Please I need the answer
To solve this problem, we will need to consider the conservation of mechanical energy. The mechanical energy of the system is conserved as long as no external forces other than gravity and friction are acting on the block.
Let's tackle the problem step by step:
a) To calculate the energy lost due to friction in the part B to C, we need to determine the work done by friction. The work done by friction is equal to the force of friction multiplied by the distance over which it acts.
First, we need to find the force of friction. We know that the block travels with a speed of 6 m/s at point C. The frictional force can be calculated using the equation:
Force of friction = mass × acceleration
Acceleration = (final velocity - initial velocity) / time
As the block starts compressing the spring at point D and comes to rest at point E, the final velocity at point C is 0 m/s. So, the acceleration can be calculated as follows:
Acceleration = (0 - 6) / (distance from C to D)

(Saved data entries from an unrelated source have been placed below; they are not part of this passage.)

//! Normalized data model for the ingestion pipeline.
//!
//! Every scalar field on [`Podcast`] and [`Episode`] is independently
//! optional — a feed that omits an element produces `None`, never an
//! error. Collections (`categories`, `episodes`) are always present and
//! preserve document order; a feed with zero items yields an empty vec,
//! not an absent one.

use serde::Deserialize;

/// One configured podcast source. Identity is the `url`.
#[derive(Debug, Clone, Deserialize, PartialEq, Eq)]
pub struct SourceConfig {
    /// Human-readable name used in logs and reports.
    pub name: String,
    /// HTTP(S) URL of the RSS document.
    pub url: String,
}

/// Show-level metadata plus the ordered episode list for one feed.
#[derive(Debug, Clone, Default, PartialEq, Eq)]
pub struct Podcast {
    pub title: Option<String>,
    pub subtitle: Option<String>,
    pub description: Option<String>,
    pub author: Option<String>,
    pub image: Option<String>,
    pub link: Option<String>,
    /// itunes category labels, in document order. Empty when the feed
    /// declares none — zero categories is a normal state.
    pub categories: Vec<String>,
    /// Episodes in document order, no re-sorting.
    pub episodes: Vec<Episode>,
}

/// One feed item, normalized.
#[derive(Debug, Clone, Default, PartialEq, Eq)]
pub struct Episode {
    pub title: Option<String>,
    pub subtitle: Option<String>,
    pub description: Option<String>,
    pub author: Option<String>,
    pub image: Option<String>,
    pub link: Option<String>,
    /// itunes duration string, kept verbatim (e.g. "01:02:03" or "3723").
    pub duration: Option<String>,
    /// pubDate string, kept verbatim — downstream cataloguing decides
    /// how (and whether) to interpret it.
    pub date: Option<String>,
    /// Enclosure media URL.
    pub file_url: Option<String>,
    /// Enclosure MIME type.
    pub file_type: Option<String>,
}

/// Outcome of processing one configured source.
///
/// A batch run produces exactly one of these per source, in configured
/// order. A source that fails at any stage yields a single `Failure`,
/// never a partial `Success`.
#[derive(Debug)]
pub enum IngestOutcome {
    Success {
        source: SourceConfig,
        podcast: Podcast,
    },
    Failure {
        source: SourceConfig,
        reason: crate::pipeline::IngestFailure,
    },
}

impl IngestOutcome {
    /// The source this outcome belongs to.
    pub fn source(&self) -> &SourceConfig {
        match self {
            IngestOutcome::Success { source, .. } => source,
            IngestOutcome::Failure { source, .. } => source,
        }
    }

    pub fn is_success(&self) -> bool {
        matches!(self, IngestOutcome::Success { .. })
    }
}
//! LIMIT / OFFSET

use super::compare_sort_keys;
use crate::error::{QueryError, QueryResult};
use crate::sql::ast::{Expr, LimitClause, OrderItem};
use crate::sql::eval::evaluate;
use crate::sql::filter::Filter;
use crate::value::Value;
use crate::view::View;
use std::cmp::Ordering;

fn evaluate_count(expr: &Expr, filter: &Filter<'_>, clause: &str) -> QueryResult<Value> {
    let value = evaluate(expr, filter)?;
    if value.is_null() {
        return Err(QueryError::InvalidLimit(format!("{clause} {expr} is null")));
    }
    Ok(value)
}

impl View {
    /// Skip the first `expr` records; an offset past the end yields an empty view.
    pub fn offset(&self, expr: &Expr, filter: &Filter<'_>) -> QueryResult<View> {
        let value = evaluate_count(expr, filter, "OFFSET")?;
        let offset = value
            .to_integer()
            .filter(|n| *n >= 0)
            .ok_or_else(|| QueryError::InvalidLimit(format!("OFFSET {expr} must be a non-negative integer")))?;
        let start = usize::try_from(offset).unwrap_or(usize::MAX).min(self.len());
        Ok(self.slice(start, self.len()))
    }

    /// Keep the first records as requested by `clause`.
    ///
    /// `PERCENT` rounds up. `WITH TIES` extends the slice with the records
    /// whose sort keys equal the last kept record; it has no effect on a view
    /// that was not sorted.
    pub fn limit(&self, clause: &LimitClause, order_by: &[OrderItem], filter: &Filter<'_>) -> QueryResult<View> {
        let value = evaluate_count(&clause.count, filter, "LIMIT")?;
        let mut end = if clause.percent {
            let percent = value
                .to_float()
                .filter(|p| p.is_finite() && *p >= 0.0)
                .ok_or_else(|| QueryError::InvalidLimit(format!("LIMIT {} PERCENT must be a non-negative number", clause.count)))?;
            ((self.len() as f64) * percent.min(100.0) / 100.0).ceil() as usize
        } else {
            let n = value
                .to_integer()
                .filter(|n| *n >= 0)
                .ok_or_else(|| QueryError::InvalidLimit(format!("LIMIT {} must be a non-negative integer", clause.count)))?;
            usize::try_from(n).unwrap_or(usize::MAX)
        };
        end = end.min(self.len());

        if clause.with_ties
            && end > 0
            && let Some(keys) = &self.sort_values
        {
            let tz = filter.context().timezone();
            let last = &keys[end - 1];
            while end < self.len() && compare_sort_keys(last, &keys[end], order_by, tz) == Ordering::Equal {
                end += 1;
            }
        }
        Ok(self.slice(0, end))
    }

    fn slice(&self, start: usize, end: usize) -> View {
        let mut view = self.with_records(self.records[start..end].to_vec());
        view.sort_values = self.sort_values.as_ref().map(|k| k[start..end].to_vec());
        view
    }
}

#[cfg(test)]
mod tests {
    use super::super::testing::{context, int_rows, table};
    use crate::error::QueryError;
    use crate::sql::ast::{LimitClause, OrderItem, col, lit};
    use crate::sql::filter::{Filter, Variables};

    fn clause(count: i64, percent: bool, with_ties: bool) -> LimitClause {
        LimitClause {
            count: lit(count),
            percent,
            with_ties,
        }
    }

    #[test]
    fn offset_past_end_is_empty() {
        let ctx = context();
        let vars = Variables::new();
        let filter = Filter::new(&ctx, &vars);
        let view = table("t", &["c1"], int_rows(&[1, 2, 3]));
        let result = view
            .offset(&lit(5), &filter)
            .unwrap()
            .limit(&clause(2, false, false), &[], &filter)
            .unwrap();
        assert!(result.is_empty());
    }

    #[test]
    fn limit_percent_rounds_up() {
        let ctx = context();
        let vars = Variables::new();
        let filter = Filter::new(&ctx, &vars);
        let view = table("t", &["c1"], int_rows(&[1, 2, 3]));
        let result = view.limit(&clause(50, true, false), &[], &filter).unwrap();
        assert_eq!(result.to_rows(), int_rows(&[1, 2]));
    }

    #[test]
    fn with_ties_extends_over_equal_keys() {
        let ctx = context();
        let vars = Variables::new();
        let filter = Filter::new(&ctx, &vars);
        let items = [OrderItem::asc(col("c1"))];
        let view = table("t", &["c1"], int_rows(&[3, 1, 2, 1]))
            .order_by(&items, &filter)
            .unwrap();
        let result = view.limit(&clause(1, false, true), &items, &filter).unwrap();
        assert_eq!(result.to_rows(), int_rows(&[1, 1]));
    }

    #[test]
    fn invalid_counts() {
        let ctx = context();
        let vars = Variables::new();
        let filter = Filter::new(&ctx, &vars);
        let view = table("t", &["c1"], int_rows(&[1]));
        assert!(matches!(view.offset(&lit(-1), &filter), Err(QueryError::InvalidLimit(_))));
        assert!(matches!(
            view.limit(
                &LimitClause {
                    count: lit("x"),
                    percent: false,
                    with_ties: false
                },
                &[],
                &filter
            ),
            Err(QueryError::InvalidLimit(_))
        ));
    }
}
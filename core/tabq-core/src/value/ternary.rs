//! Three-valued logic

use std::fmt;
use std::ops::Not;

/// SQL 3값 논리 (TRUE / FALSE / UNKNOWN)
#[derive(Debug, Clone, Copy, PartialEq, Eq, Hash)]
pub enum Ternary {
    False,
    Unknown,
    True,
}

impl Ternary {
    pub fn from_bool(b: bool) -> Self {
        if b { Ternary::True } else { Ternary::False }
    }

    /// FALSE dominates, then UNKNOWN.
    pub fn and(self, other: Ternary) -> Ternary {
        match (self, other) {
            (Ternary::False, _) | (_, Ternary::False) => Ternary::False,
            (Ternary::True, Ternary::True) => Ternary::True,
            _ => Ternary::Unknown,
        }
    }

    /// TRUE dominates, then UNKNOWN.
    pub fn or(self, other: Ternary) -> Ternary {
        match (self, other) {
            (Ternary::True, _) | (_, Ternary::True) => Ternary::True,
            (Ternary::False, Ternary::False) => Ternary::False,
            _ => Ternary::Unknown,
        }
    }

    pub fn is_true(self) -> bool {
        self == Ternary::True
    }

    /// Boolean view of a known value; UNKNOWN has none.
    pub fn to_bool(self) -> Option<bool> {
        match self {
            Ternary::True => Some(true),
            Ternary::False => Some(false),
            Ternary::Unknown => None,
        }
    }
}

impl Not for Ternary {
    type Output = Ternary;

    fn not(self) -> Ternary {
        match self {
            Ternary::True => Ternary::False,
            Ternary::False => Ternary::True,
            Ternary::Unknown => Ternary::Unknown,
        }
    }
}

impl From<bool> for Ternary {
    fn from(b: bool) -> Self {
        Ternary::from_bool(b)
    }
}

impl fmt::Display for Ternary {
    fn fmt(&self, f: &mut fmt::Formatter<'_>) -> fmt::Result {
        let s = match self {
            Ternary::True => "TRUE",
            Ternary::False => "FALSE",
            Ternary::Unknown => "UNKNOWN",
        };
        f.write_str(s)
    }
}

Acceleration = -6 / (1.5 m)
Next, we can find the force of friction:
Force of friction = mass × acceleration
Force of friction = 5.0 kg × (-6 / 1.5)
Force of friction = -20 N (negative sign indicates the opposite direction to motion)
Now, we need to find the distance over which the force of friction acts. The distance from B to C is given as 3 m.

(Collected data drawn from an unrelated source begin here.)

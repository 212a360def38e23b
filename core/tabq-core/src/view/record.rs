//! Record, Cell and Group Cell

use crate::error::{QueryError, QueryResult};
use crate::value::Value;

/// GROUP BY로 묶인 여러 행의 값 (원래 행 순서 유지)
#[derive(Debug, Clone, PartialEq, Default)]
pub struct GroupCell(Vec<Value>);

impl GroupCell {
    pub fn new(values: Vec<Value>) -> Self {
        Self(values)
    }

    pub fn len(&self) -> usize {
        self.0.len()
    }

    pub fn is_empty(&self) -> bool {
        self.0.is_empty()
    }

    pub fn values(&self) -> &[Value] {
        &self.0
    }

    pub fn get(&self, member: usize) -> Option<&Value> {
        self.0.get(member)
    }

    /// Explicit "first value of group" extraction.
    pub fn first(&self) -> Option<&Value> {
        self.0.first()
    }
}

/// 셀: 단일 값 또는 그룹 셀
#[derive(Debug, Clone, PartialEq)]
pub enum Cell {
    Value(Value),
    Group(GroupCell),
}

impl Cell {
    pub fn as_value(&self) -> Option<&Value> {
        match self {
            Cell::Value(v) => Some(v),
            Cell::Group(_) => None,
        }
    }

    pub fn is_group(&self) -> bool {
        matches!(self, Cell::Group(_))
    }

    /// Value seen by group member `member`. A plain cell is shared by every member.
    pub fn member(&self, member: usize) -> Option<&Value> {
        match self {
            Cell::Value(v) => Some(v),
            Cell::Group(g) => g.get(member),
        }
    }
}

impl From<Value> for Cell {
    fn from(v: Value) -> Self {
        Cell::Value(v)
    }
}

/// 레코드: 헤더와 같은 길이의 셀 시퀀스
///
/// The meaning of each position comes from the owning view's header.
/// `group_len` is the number of source rows collapsed into this record
/// (1 for plain rows).
#[derive(Debug, Clone, PartialEq)]
pub struct Record {
    cells: Vec<Cell>,
    group_len: usize,
}

impl Record {
    pub fn new(values: Vec<Value>) -> Self {
        Self {
            cells: values.into_iter().map(Cell::Value).collect(),
            group_len: 1,
        }
    }

    /// Every column becomes a Group Cell.
    pub fn new_group(columns: Vec<Vec<Value>>) -> Self {
        let group_len = columns.first().map(Vec::len).unwrap_or(0);
        Self {
            cells: columns.into_iter().map(|c| Cell::Group(GroupCell::new(c))).collect(),
            group_len,
        }
    }

    pub(crate) fn from_cells(cells: Vec<Cell>, group_len: usize) -> Self {
        Self { cells, group_len }
    }

    /// Record of `width` copies of `blank` (outer join padding).
    pub fn padded(width: usize, blank: &Value) -> Self {
        Self::new(vec![blank.clone(); width])
    }

    /// Concatenation of two records (join candidate).
    pub fn concat(left: &Record, right: &Record) -> Self {
        let mut cells = Vec::with_capacity(left.len() + right.len());
        cells.extend(left.cells.iter().cloned());
        cells.extend(right.cells.iter().cloned());
        Self {
            cells,
            group_len: left.group_len.max(right.group_len),
        }
    }

    pub fn len(&self) -> usize {
        self.cells.len()
    }

    pub fn is_empty(&self) -> bool {
        self.cells.is_empty()
    }

    pub fn group_len(&self) -> usize {
        self.group_len
    }

    pub fn cells(&self) -> &[Cell] {
        &self.cells
    }

    pub fn cell(&self, index: usize) -> Option<&Cell> {
        self.cells.get(index)
    }

    /// Plain value at `index`; a Group Cell here is a misuse.
    pub fn value(&self, index: usize) -> QueryResult<&Value> {
        match self.cells.get(index) {
            Some(Cell::Value(v)) => Ok(v),
            Some(Cell::Group(_)) => Err(QueryError::GroupedFieldMisuse {
                expr: format!("field #{}", index + 1),
                message: "grouped field can only be used in an aggregate function".to_string(),
            }),
            None => Err(QueryError::FieldNotExist(format!("field #{}", index + 1))),
        }
    }

    pub(crate) fn push(&mut self, cell: Cell) {
        self.cells.push(cell);
    }

    pub(crate) fn set(&mut self, index: usize, cell: Cell) {
        if let Some(slot) = self.cells.get_mut(index) {
            *slot = cell;
        }
    }

    pub(crate) fn insert_cells(&mut self, at: usize, cells: Vec<Cell>) {
        let at = at.min(self.cells.len());
        self.cells.splice(at..at, cells);
    }

    pub(crate) fn remove_cells(&mut self, indices: &[usize]) {
        let mut i = 0;
        self.cells.retain(|_| {
            let keep = !indices.contains(&i);
            i += 1;
            keep
        });
    }

    /// Values of the given positions; Group Cells contribute their first value.
    pub(crate) fn project(&self, indices: &[usize]) -> Vec<Cell> {
        indices
            .iter()
            .map(|&i| self.cells.get(i).cloned().unwrap_or(Cell::Value(Value::Null)))
            .collect()
    }

    /// Plain values, with Group Cells reduced to their first value.
    pub fn to_values(&self) -> Vec<Value> {
        self.cells
            .iter()
            .map(|c| match c {
                Cell::Value(v) => v.clone(),
                Cell::Group(g) => g.first().cloned().unwrap_or(Value::Null),
            })
            .collect()
    }
}

#[cfg(test)]
mod tests {
    use super::*;

    #[test]
    fn group_record_keeps_member_order() {
        let record = Record::new_group(vec![
            vec![Value::Integer(1), Value::Integer(1)],
            vec![Value::from("a"), Value::from("b")],
        ]);
        assert_eq!(record.group_len(), 2);
        match record.cell(1).unwrap() {
            Cell::Group(g) => assert_eq!(g.values(), &[Value::from("a"), Value::from("b")]),
            Cell::Value(_) => panic!("expected group cell"),
        }
    }

    #[test]
    fn group_cell_is_not_a_plain_value() {
        let record = Record::new_group(vec![vec![Value::Integer(1)]]);
        assert!(matches!(record.value(0), Err(QueryError::GroupedFieldMisuse { .. })));
        assert_eq!(record.to_values(), vec![Value::Integer(1)]);
    }

    #[test]
    fn plain_cell_is_shared_by_members() {
        let cell = Cell::Value(Value::Integer(7));
        assert_eq!(cell.member(3), Some(&Value::Integer(7)));
        let group = Cell::Group(GroupCell::new(vec![Value::Integer(1)]));
        assert_eq!(group.member(3), None);
    }

    #[test]
    fn alter_cells() {
        let mut record = Record::new(vec![Value::Integer(1), Value::Integer(2), Value::Integer(3)]);
        record.remove_cells(&[0, 2]);
        record.insert_cells(0, vec![Cell::Value(Value::Null)]);
        assert_eq!(record.to_values(), vec![Value::Null, Value::Integer(2)]);
    }
}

Energy lost due to friction = Force of friction × distance from B to C
Energy lost due to friction = -20 N × 3 m
Energy lost due to friction = -60 J (negative sign indicates energy lost)
Therefore, the energy lost due to friction in the part B to C is 60 J.
b) To calculate the distance by which the mass compresses the spring just before it comes to rest momentarily (∆x), we need to consider the conservation of mechanical energy.
The mechanical energy of the system at point D is the sum of the gravitational potential energy and the energy stored in the spring.
Gravitational potential energy at point D = mass × g × height from C to D
Gravitational potential energy at point D = 5.0 kg × 9.8 m/s^2 × 1.5 m
The energy stored in the spring at point D is given by:
Energy stored in spring at point D = 0.5 × kspring × (∆x)^2
Since the block comes momentarily to rest at point E, all of the mechanical energy of the system is stored in the spring at that point (ignoring any energy lost to friction).
Equating the gravitational potential energy and the energy stored in the spring:
Mass × g × height from C to D = 0.5 × kspring × (∆x)^2
Plugging in the given values:
5.0 kg × 9.8 m/s^2 × 1.5 m = 0.5 × 340 N/m × (∆x)^2
Simplifying the equation:
73.5 kg·m^2/s^2 = 170 N/m × (∆x)^2
Solving for (∆x):
(∆x)^2 = (73.5 kg·m^2/s^2) / (170 N/m)
(∆x)^2 = 0.4324 m^2
Taking the square root of both sides:
∆x = sqrt(0.4324 m^2)
∆x ≈ 0.66 m
Therefore, the distance by which the mass compresses the spring just before it comes to rest momentarily is approximately 0.66 m.